Quels que soient le siècle, la civilisation, ou la partie du monde où des génocides frappent, les victimes vivent les mêmes tourments. Leurs témoignages sont bouleversants. Toutefois, les survivants qui ont trouvé refuge dans des pays d’accueil prouvent qu’il est possible de reconstruire sur la douleur. L’homme est doté d’une capacité de résilience étonnante. Les déchirures de l’âme, palpables autrefois, se cicatrisent avec le temps surtout quand le pays hôte se montre compatissant et accueillant.
Selon les statistiques des Nations Unies, le Canada serait le pays qui accueille le plus de réfugiés dans le monde, après les États-Unis. Une croissance de 7% a été enregistrée depuis 21 ans, avec une moyenne annuelle de 152 000 selon les sondages réalisés en 2011.
Plusieurs organisations non-gouvernementales prennent le relais pour encadrer les réfugiés des pays déchirés par la guerre. Félix Kongyuy, directeur de Baobab Empowerment Society et originaire du Cameroun, souligne que ces personnes arrivent avec des troubles psychiques qu’ils enfouissent pendant des années. Il précise : « Grâce à l’accueil et au soutien de plusieurs organismes, ils affrontent les obstacles et retrouvent équilibre et bien-être. »
Ce qui ne nous tue pas nous rend plus forts
Trésor Anaky, 25 ans, originaire de la Côte d’Ivoire est de ceux qui ont vaincu le sort. Jovial, enthousiaste, optimiste, il garde le souvenir de ces années où chaque aube était un cadeau du ciel. Délaissant le clavier du piano auquel il s’adonne tous les soirs, il se confie : « le Canada est comme ma mère adoptive. Il est si généreux et m’encourage tous les jours à aller de l’avant. Quand je tombe, il me relève, essuie mes plaies et me prie de continuer jusqu’au bout. Il m’inspire confiance et je sais que je suis sur la bonne voie. » Trésor Anaky s’était retrouvé un matin à l’aéroport de Vancouver, perdu comme un échappé d’un ouragan. C’était en 2002. Pris dans une embuscade pendant l’épisode de l’ex-président dictateur Laurent Gbagbo, sa seule chance de survie était de fuir le pays. Aujourd’hui, il regarde le passé avec un léger sourire : « en descendant de l’avion, alors que je me renseignais sur l’adresse où je devais aller, un jeune Canadien m’a offert cent dollars pour payer un taxi. Et pourtant, je ne lui avais rien demandé. Le sens de la générosité des Canadiens est épatant. Ce fut le début d’une nouvelle vie pour moi. » Trésor Anaky travaille aujourd’hui comme représentant au service de la clientèle dans une firme commerciale. Tout au long de son parcours, des mains tendues lui ont prêté secours. Il se confie : « j’ai été nommé meilleur étudiant au Collège Éducacentre où j’ai bénéficié des cours gratuitement. » Il collabore avec le centre Baobab afin de trouver des solutions aux enjeux touchant les sans-abris et aspire à devenir un jour diplomate international. Un rêve qu’il n’est pas prêt d’abandonner.

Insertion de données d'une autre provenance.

impl App {
    #[must_use]
    pub fn new() -> Self {
        Self::with_options(AppOptions::default())
    }

    #[must_use]
    pub fn with_prefix(prefix: impl Into<String>) -> Self {
        Self::with_options(AppOptions::default().prefix(prefix))
    }

    #[must_use]
    pub fn with_options(options: AppOptions) -> Self {
        let config = options.config.unwrap_or_else(RuntimeConfig::from_env);
        Self {
            id: AppId::new(),
            prefix: normalize_prefix(&options.prefix),
            origin: options.origin,
            adapter: options.schema_adapter,
            table: RouteTable::new().strict(config.strict_routes),
            config,
            exported: false,
            duplicates: Vec::new(),
            hooks: HookRegistry::new(),
        }
    }

    #[inline]
    #[must_use]
    pub fn id(&self) -> AppId {
        self.id
    }

    #[inline]
    #[must_use]
    pub fn prefix(&self) -> &str {
        &self.prefix
    }

    #[inline]
    #[must_use]
    pub fn is_exported(&self) -> bool {
        self.exported
    }

    #[inline]
    #[must_use]
    pub fn hooks(&self) -> &HookRegistry {
        &self.hooks
    }

    /// Registered routes in registration order.
    #[must_use]
    pub fn routes(&self) -> Vec<RouteInfo> {
        self.table
            .iter()
            .map(|(method, path, route)| RouteInfo {
                method: method.clone(),
                path: path.to_string(),
                mounted: route.is_mount(),
                docs: route.def.docs.clone(),
            })
            .collect()
    }

    method_routes! {
        get, get_with => RouteMethod::Exact(Method::GET), "GET";
        post, post_with => RouteMethod::Exact(Method::POST), "POST";
        put, put_with => RouteMethod::Exact(Method::PUT), "PUT";
        patch, patch_with => RouteMethod::Exact(Method::PATCH), "PATCH";
        delete, delete_with => RouteMethod::Exact(Method::DELETE), "DELETE";
        head, head_with => RouteMethod::Exact(Method::HEAD), "HEAD";
        options, options_with => RouteMethod::Exact(Method::OPTIONS), "OPTIONS";
        any, any_with => RouteMethod::Any, "ANY";
    }

    /// Register a route for `method` at `path` (relative to the prefix).
    ///
    /// The route snapshots the hooks registered so far.
    #[must_use]
    pub fn route<F>(
        self,
        method: impl Into<RouteMethod>,
        path: &str,
        def: Option<RouteDef>,
        handler: F,
    ) -> Self
    where
        F: for<'a> Fn(&'a mut RequestContext) -> BoxFuture<'a, anyhow::Result<Reply>>
            + Send
            + Sync
            + 'static,
    {
        let pattern = join_paths(&self.prefix, path);
        let route = Route {
            method: method.into(),
            pattern,
            def: def.unwrap_or_default(),
            target: RouteTarget::Handler(Arc::new(handler)),
            hooks: self.hooks.clone(),
        };
        self.add_route(route)
    }

    /// Delegate every request under `path` to `fetch`, untouched.
    ///
    /// The route pattern is `{prefix}{path}/**`, for any method.
    #[must_use]
    pub fn mount<F, Fut>(self, path: &str, fetch: F) -> Self
    where
        F: Fn(Request<Bytes>) -> Fut + Send + Sync + 'static,
        Fut: Future<Output = Response<Bytes>> + Send + 'static,
    {
        let fetch: DispatchFn =
            Arc::new(move |request| -> BoxFuture<'static, Response<Bytes>> { Box::pin(fetch(request)) });
        self.mount_fn(path, fetch)
    }

    /// Mount another built application under `path`.
    #[must_use]
    pub fn mount_dispatcher(self, path: &str, dispatcher: Dispatcher) -> Self {
        self.mount_fn(path, dispatcher.into_fn())
    }

    fn mount_fn(self, path: &str, fetch: DispatchFn) -> Self {
        let pattern = join_paths(&self.prefix, &format!("{path}/**"));
        let route = Route {
            method: RouteMethod::Any,
            pattern,
            def: RouteDef::default(),
            target: RouteTarget::Mount(fetch),
            hooks: self.hooks.clone(),
        };
        self.add_route(route)
    }

    fn add_route(mut self, route: Route) -> Self {
        debug!(
            app_id = %self.id,
            method = %route.method,
            path = %route.pattern,
            "Route registered"
        );
        let method = route.method.clone();
        let pattern = route.pattern.clone();
        if let Err(dup) = self.table.insert(method, &pattern, Arc::new(route)) {
            self.duplicates.push(dup);
        }
        self
    }

    /// Compose `child` into this application.
    #[must_use]
    pub fn use_app(mut self, child: &App) -> Self {
        for (method, path, route) in child.table.iter() {
            let mut route = Route::clone(route);
            route.pattern = join_paths(&self.prefix, path);
            let pattern = route.pattern.clone();
            if let Err(dup) = self.table.insert(method.clone(), &pattern, Arc::new(route)) {
                self.duplicates.push(dup);
            }
        }
        self.duplicates.extend(child.duplicates.iter().cloned());
        self.hooks.merge_from(&child.hooks, child.exported);
        debug!(
            app_id = %self.id,
            child_id = %child.id,
            child_exported = child.exported,
            routes = child.table.len(),
            "Application composed"
        );
        self
    }

    /// Let local hooks and decorations flow into parents on composition.
    #[must_use]
    pub fn export(mut self) -> Self {
        self.exported = true;
        self
    }

    /// Make `key` available on the context of every route declared after this call.
    #[must_use]
    pub fn decorate(self, key: impl Into<String>, value: impl Into<Value>) -> Self {
        let mut values = Map::new();
        values.insert(key.into(), value.into());
        self.decorate_all(values)
    }

    /// [`decorate`](App::decorate) several values at once.
    #[must_use]
    pub fn decorate_all(self, values: Map<String, Value>) -> Self {
        let values = Arc::new(values);
        self.on_transform(move |_ctx| {
            let patch = Map::clone(&values);
            Box::pin(async move { Ok(HookOutcome::Patch(patch)) })
        })
    }

    /// Runs before routing, for every request.
    #[must_use]
    pub fn on_global_request<F>(mut self, callback: F) -> Self
    where
        F: for<'a> Fn(&'a mut RequestContext) -> BoxFuture<'a, anyhow::Result<HookOutcome>>
            + Send
            + Sync
            + 'static,
    {
        let callback: Arc<RequestHookFn> = Arc::new(callback);
        let hook = Hook::new(HookScope::Global, callback);
        self.log_hook(Stage::GlobalRequest, hook.id());
        self.hooks.global_request.push(hook);
        self
    }

    /// Runs after the body, params and query are on the context, before validation.
    #[must_use]
    pub fn on_transform<F>(mut self, callback: F) -> Self
    where
        F: for<'a> Fn(&'a mut RequestContext) -> BoxFuture<'a, anyhow::Result<HookOutcome>>
            + Send
            + Sync
            + 'static,
    {
        let callback: Arc<RequestHookFn> = Arc::new(callback);
        let hook = Hook::new(HookScope::Local, callback);
        self.log_hook(Stage::Transform, hook.id());
        self.hooks.transform.push(hook);
        self
    }

    /// Runs after input validation, before the handler.
    #[must_use]
    pub fn on_before_handle<F>(mut self, callback: F) -> Self
    where
        F: for<'a> Fn(&'a mut RequestContext) -> BoxFuture<'a, anyhow::Result<HookOutcome>>
            + Send
            + Sync
            + 'static,
    {
        let callback: Arc<RequestHookFn> = Arc::new(callback);
        let hook = Hook::new(HookScope::Local, callback);
        self.log_hook(Stage::BeforeHandle, hook.id());
        self.hooks.before_handle.push(hook);
        self
    }

    /// Runs after the handler, before output validation.
    #[must_use]
    pub fn on_after_handle<F>(mut self, callback: F) -> Self
    where
        F: for<'a> Fn(&'a mut RequestContext) -> BoxFuture<'a, anyhow::Result<Option<Reply>>>
            + Send
            + Sync
            + 'static,
    {
        let callback: Arc<ResponseHookFn> = Arc::new(callback);
        let hook = Hook::new(HookScope::Local, callback);
        self.log_hook(Stage::AfterHandle, hook.id());
        self.hooks.after_handle.push(hook);
        self
    }

    /// Runs after output validation, before serialization.
    #[must_use]
    pub fn on_map_response<F>(mut self, callback: F) -> Self
    where
        F: for<'a> Fn(&'a mut RequestContext) -> BoxFuture<'a, anyhow::Result<Option<Reply>>>
            + Send
            + Sync
            + 'static,
    {
        let callback: Arc<ResponseHookFn> = Arc::new(callback);
        let hook = Hook::new(HookScope::Local, callback);
        self.log_hook(Stage::MapResponse, hook.id());
        self.hooks.map_response.push(hook);
        self
    }

    /// Runs when any stage failed; `ctx.error` holds the failure.
    #[must_use]
    pub fn on_global_error<F>(mut self, callback: F) -> Self
    where
        F: for<'a> Fn(&'a mut RequestContext) -> BoxFuture<'a, anyhow::Result<Option<Response<Bytes>>>>
            + Send
            + Sync
            + 'static,
    {
        let callback: Arc<ErrorHookFn> = Arc::new(callback);
        let hook = Hook::new(HookScope::Global, callback);
        self.log_hook(Stage::GlobalError, hook.id());
        self.hooks.global_error.push(hook);
        self
    }

    /// Runs after the response has been handed back; never awaited by dispatch.
    #[must_use]
    pub fn on_global_after_response<F>(mut self, callback: F) -> Self
    where
        F: for<'a> Fn(&'a mut RequestContext) -> BoxFuture<'a, anyhow::Result<()>>
            + Send
            + Sync
            + 'static,
    {
        let callback: Arc<AfterResponseHookFn> = Arc::new(callback);
        let hook = Hook::new(HookScope::Global, callback);
        self.log_hook(Stage::GlobalAfterResponse, hook.id());
        self.hooks.global_after_response.push(hook);
        self
    }

    fn log_hook(&self, stage: Stage, hook_id: HookId) {
        debug!(app_id = %self.id, stage = %stage, hook_id = %hook_id, "Hook registered");
    }

    /// Snapshot routes and hooks into a dispatcher.
    ///
    /// # Errors
    ///
    /// [`BuildError::DuplicateRoutes`] when strict routing rejected a registration;
    /// [`BuildError::InvalidOrigin`] when the origin is not an absolute URL.
    pub fn build(self) -> Result<Dispatcher, BuildError> {
        if !self.duplicates.is_empty() {
            return Err(BuildError::DuplicateRoutes(self.duplicates));
        }
        let origin = self
            .origin
            .unwrap_or_else(|| self.config.origin.clone());
        if let Err(source) = Url::parse(&origin) {
            return Err(BuildError::InvalidOrigin { origin, source });
        }

        let router = self.table.compile();
        info!(
            app_id = %self.id,
            routes = router.len(),
            prefix = %self.prefix,
            production = self.config.production,
            "Application built"
        );
        Ok(Dispatcher::new(DispatcherInner {
            router,
            hooks: self.hooks,
            adapter: self
                .adapter
                .unwrap_or_else(|| Arc::new(JsonSchemaAdapter)),
            config: self.config,
            origin: Arc::from(origin),
        }))
    }

    /// Build and serve on `addr` until ctrl-c.
    ///
    /// # Errors
    ///
    /// Fails if the application does not build or the address cannot be bound.
    pub async fn listen<A: ToSocketAddrs>(self, addr: A) -> anyhow::Result<()> {
        let dispatcher = self.build()?;
        let handle = HttpServer::new(dispatcher).start(addr).await?;
        handle.shutdown_on_ctrl_c().await?;
        Ok(())
    }
}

L’histoire de Lien Hanh (prénom et nom modifiés) est différente de celle de Trésor Anaky. Toutefois, comme lui, elle a gommé les tristes souvenirs des turpitudes dans son pays d’origine et s’est focalisée sur le présent. Un présent qui vaut son pesant d’or. Elle précise : « le Canada nous a tout donné. Mes frères et moi avons eu une bonne scolarité ici. Le gouvernement nous a soutenus financièrement. Cela a été un nouveau départ pour nous. Nous nous épanouissons dans un climat sain et prospère ! » L’évasion du Vietnam a offert à Lien Hahn et sa famille un nouveau destin. Elle raconte : « c’étaient les deux derniers mois de 1979. Mon père avait construit deux énormes embarcations de fortune afin que la famille puisse se sauver du Vietnam. Nous étions cinquante personnes à avoir embarqué. » En effet, les deux bateaux affrontent non seulement une mer houleuse, sans boussole, mais sont arrêtés et pillés en route. Ils perdent contact l’un avec l’autre et le moteur de l’une des embarcations tombe en panne. Miraculeusement, elle est « remorquée » par deux dauphins qui la dirigent vers la rive. La famille complète se retrouvera plus tard en Colombie-Britannique après que des représentants du Canada les ont rencontrés dans un camp de réfugiés en Malaisie.Aujourd’hui, Lien Hanh ne tarit pas d’éloges et de remerciements pour le pays qui leur a sauvé la vie. Elle s’exprime dans un anglais presque parfait et travaille dans une boutique à Surrey. Elle sert également d’interprète à son mari, consultant en Feng-Shui.
Rêves déchus, espoirs redoublés
Jean-Jacques Bosco vit un quotidien serein depuis son arrivée en Colombie-Britannique le 16 juin 1998, avec la mention « Apatride – HCR » estampillée sur ses papiers. Il aura également fait abstraction de son lourd passé de témoin des crimes sanguinaires au Rwanda. Il se confie : « Si les rêves que je voulais réaliser dans mon pays sont partis en fumée, en revanche je suis arrivé dans un pays où les droits de l’homme sont respectés. Je me suis bien intégré dans la population. Le Canada m’a redonné la dignité et l’espoir de vivre. » Jean-Jacques Bosco cumule de nombreuses activités : tuteur de langue française, moniteur de foot, alors qu’il termine son baccalauréat en criminologie à l’université.
Si pour les survivants des guerres et génocides, la réalité dépasse souvent la fiction par les épreuves subies, la lumière se montre toujours au bout du tunnel.